Gardens & Villa have a couple of upcoming shows in Southern California that you should definitely check out. I heard a rumor that Lynch may be dressed as the vampire from the video for at least one of them…

October 13th at Soho Restaurant and Music Club in Santa Barbara

October 19th at Zebulon

Carousel and header photos: Steven Perlin

BUZZBANDS LA : Premiere: Gardens & Villa, ‘Underneath the Moon’

Beyond its pool party-ready exterior — the frolicking flute, the sunny tenor — Gardens & Villa’s new single “Underneath the Moon” shimmers with bittersweet subtext.

The song, the first new music from the Santa Barbara-bred band since their 2015 album “Music for Dogs,” is on the surface “a light-hearted song about finding love when you thought it was gone forever,” the bands says. They add: “Kahlil Gibran once wrote, ‘Love, like death, changes everything.’ We’ve learned first-hand that love is the only way to counter death, as we’ve recently lost some of our closest guiding lights.

“If we look hard enough we can find it all around this crazy blue sphere, in the warmth of the summer and the beauty within each other. This song is about the feeling that everyone has felt or hopefully will one day, discovering a love that gets your heart beating again and fills you with hope. Whether just for a moment or if you’re lucky, forever, when you fight for love, suddenly you’re confronted with real beauty in the night. ‘Underneath the moon’ your heart can feel light again.”

It’s been eight years since Gardens & Villa — then fresh-faced kids — spent the summer making their debut album in Oregon, with the late Richard Swift producing.

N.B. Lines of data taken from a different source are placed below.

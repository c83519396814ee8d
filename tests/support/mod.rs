//! Fakes shared by the integration tests.
#![allow(dead_code, clippy::unwrap_used, clippy::expect_used)]

use async_trait::async_trait;
use std::collections::{HashSet, VecDeque};
use std::sync::atomic::{AtomicBool, AtomicI64, AtomicUsize, Ordering};
use std::sync::{Arc, Mutex};
use stockwatch::channels::{ChatTransport, MessageHandle};
use stockwatch::feed::StockFeed;
use stockwatch::profile::ProfileRegistry;
use stockwatch::stock::{Item, Section};
use stockwatch::store::JsonFileStore;
use stockwatch::{StockError, StockNotifier, StockSnapshot, StockwatchConfig, SubscriberId};

fn section(label: &str, items: &[(&str, u64)]) -> Section {
    Section {
        label: label.to_owned(),
        items: items
            .iter()
            .map(|(name, quantity)| Item {
                name: (*name).to_owned(),
                quantity: *quantity,
            })
            .collect(),
    }
}

/// Snapshot with the seeds, gear and egg sections.
pub fn stock(
    ts: &str,
    seeds: &[(&str, u64)],
    gear: &[(&str, u64)],
    eggs: &[(&str, u64)],
) -> StockSnapshot {
    StockSnapshot::new(
        ts,
        vec![
            section("SEEDS STOCK", seeds),
            section("GEAR STOCK", gear),
            section("EGG STOCK", eggs),
        ],
    )
}

/// Snapshot holding only a seeds section.
pub fn seeds(ts: &str, items: &[(&str, u64)]) -> StockSnapshot {
    StockSnapshot::new(ts, vec![section("SEEDS STOCK", items)])
}

#[derive(Default)]
pub struct ScriptedFeed {
    script: Mutex<VecDeque<Result<StockSnapshot, StockError>>>,
    fetches: AtomicUsize,
}

impl ScriptedFeed {
    pub fn then(&self, snapshot: StockSnapshot) {
        self.script.lock().unwrap().push_back(Ok(snapshot));
    }

    pub fn then_fail(&self) {
        self.script
            .lock()
            .unwrap()
            .push_back(Err(StockError::Fetch("upstream unavailable".to_owned())));
    }

    pub fn fetches(&self) -> usize {
        self.fetches.load(Ordering::SeqCst)
    }
}

#[async_trait]
impl StockFeed for ScriptedFeed {
    async fn fetch(&self) -> stockwatch::Result<StockSnapshot> {
        self.fetches.fetch_add(1, Ordering::SeqCst);
        self.script
            .lock()
            .unwrap()
            .pop_front()
            .unwrap_or_else(|| Err(StockError::Fetch("nothing scripted".to_owned())))
    }
}

/// One delivered message.
#[derive(Debug, Clone, PartialEq, Eq)]
pub struct Sent {
    pub to: SubscriberId,
    pub text: String,
    pub handle: MessageHandle,
}

pub struct FakeChat {
    next_handle: AtomicI64,
    sent: Mutex<Vec<Sent>>,
    deleted: Mutex<Vec<(SubscriberId, MessageHandle)>>,
    unreachable: Mutex<HashSet<SubscriberId>>,
    reject_deletes: AtomicBool,
}

impl Default for FakeChat {
    fn default() -> Self {
        Self {
            next_handle: AtomicI64::new(100),
            sent: Mutex::new(Vec::new()),
            deleted: Mutex::new(Vec::new()),
            unreachable: Mutex::new(HashSet::new()),
            reject_deletes: AtomicBool::new(false),
        }
    }
}

impl FakeChat {
    pub fn make_unreachable(&self, id: SubscriberId) {
        self.unreachable.lock().unwrap().insert(id);
    }

    pub fn reject_deletes(&self) {
        self.reject_deletes.store(true, Ordering::SeqCst);
    }

    pub fn sent_to(&self, id: SubscriberId) -> Vec<Sent> {
        self.sent
            .lock()
            .unwrap()
            .iter()
            .filter(|s| s.to == id)
            .cloned()
            .collect()
    }

    pub fn texts_to(&self, id: SubscriberId) -> Vec<String> {
        self.sent_to(id).into_iter().map(|s| s.text).collect()
    }

    pub fn deleted_for(&self, id: SubscriberId) -> Vec<MessageHandle> {
        self.deleted
            .lock()
            .unwrap()
            .iter()
            .filter(|(to, _)| *to == id)
            .map(|(_, h)| *h)
            .collect()
    }
}

#[async_trait]
impl ChatTransport for FakeChat {
    fn id(&self) -> &'static str {
        "fake"
    }

    async fn send(&self, to: SubscriberId, text: &str) -> anyhow::Result<MessageHandle> {
        if self.unreachable.lock().unwrap().contains(&to) {
            anyhow::bail!("bot was blocked by the user");
        }
        let handle = MessageHandle(self.next_handle.fetch_add(1, Ordering::SeqCst));
        self.sent.lock().unwrap().push(Sent {
            to,
            text: text.to_owned(),
            handle,
        });
        Ok(handle)
    }

    async fn delete(&self, to: SubscriberId, handle: MessageHandle) -> anyhow::Result<()> {
        self.deleted.lock().unwrap().push((to, handle));
        if self.reject_deletes.load(Ordering::SeqCst) {
            anyhow::bail!("message to delete not found");
        }
        Ok(())
    }
}

/// A notifier wired to fakes and a JSON store in a temp directory.
pub struct Harness {
    pub notifier: Arc<StockNotifier>,
    pub feed: Arc<ScriptedFeed>,
    pub chat: Arc<FakeChat>,
    pub profiles: Arc<ProfileRegistry>,
    pub config: StockwatchConfig,
    pub dir: tempfile::TempDir,
}

impl Harness {
    pub fn new() -> Self {
        Self::with_admin(None)
    }

    pub fn with_admin(admin: Option<SubscriberId>) -> Self {
        let dir = tempfile::tempdir().unwrap();
        let mut config = StockwatchConfig::default();
        config.admin_id = admin;
        config.store.path = dir.path().join("users.json");
        config.dispatch.send_pause_millis = 0;
        config.scheduler.attempt_delay_secs = 0;
        config.scheduler.failure_cooldown_secs = 0;

        let store = Arc::new(JsonFileStore::new(&config.store.path));
        let profiles = Arc::new(ProfileRegistry::load(store).unwrap());
        let feed = Arc::new(ScriptedFeed::default());
        let chat = Arc::new(FakeChat::default());
        let notifier = Arc::new(StockNotifier::new(
            &config,
            feed.clone(),
            chat.clone(),
            Arc::clone(&profiles),
        ));
        Self {
            notifier,
            feed,
            chat,
            profiles,
            config,
            dir,
        }
    }
}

Now with four original G&V members reuniting (Chris Lynch, Adam Rasmussen, Dustin Ineman and Shane McKillop), they’ve pressed restart.

The flute’s force is strong within “Underneath the Moon,” which is as downright pretty as anything Gardens & Villa have released over three albums, and certainly a little tonic for these tumultuous times.

STEREOGUM: Stream Gardens & Villa Music For Dogs

Last month, we spoke to Gardens & Villa about their third record, Music For Dogs, as they lean away from their previous dance-pop Dunes for a more psych and synth-rock effort. The duo was inspired by the urban decay in their new Los Angeles warehouse residency and our technology-driven lives that have become a sci-fi reality. We’ve already heard “Fixations” and “Everything,” and now the whole album is streaming a week before its release. Music For Dogs might be the band’s best LP yet. They’ve embraced a more organic sound and delivered a record that reflects a year of heartache and life changes. Band member Chris Lynch spoke about the new release to Noisey:

“This is sort of re-awakening record. Getting real with ourselves. Returning to our roots. Falling in love with guitars and pianos and voices again. Feeling too connected and yet at the end of the day, disconnected from everything/everyone.”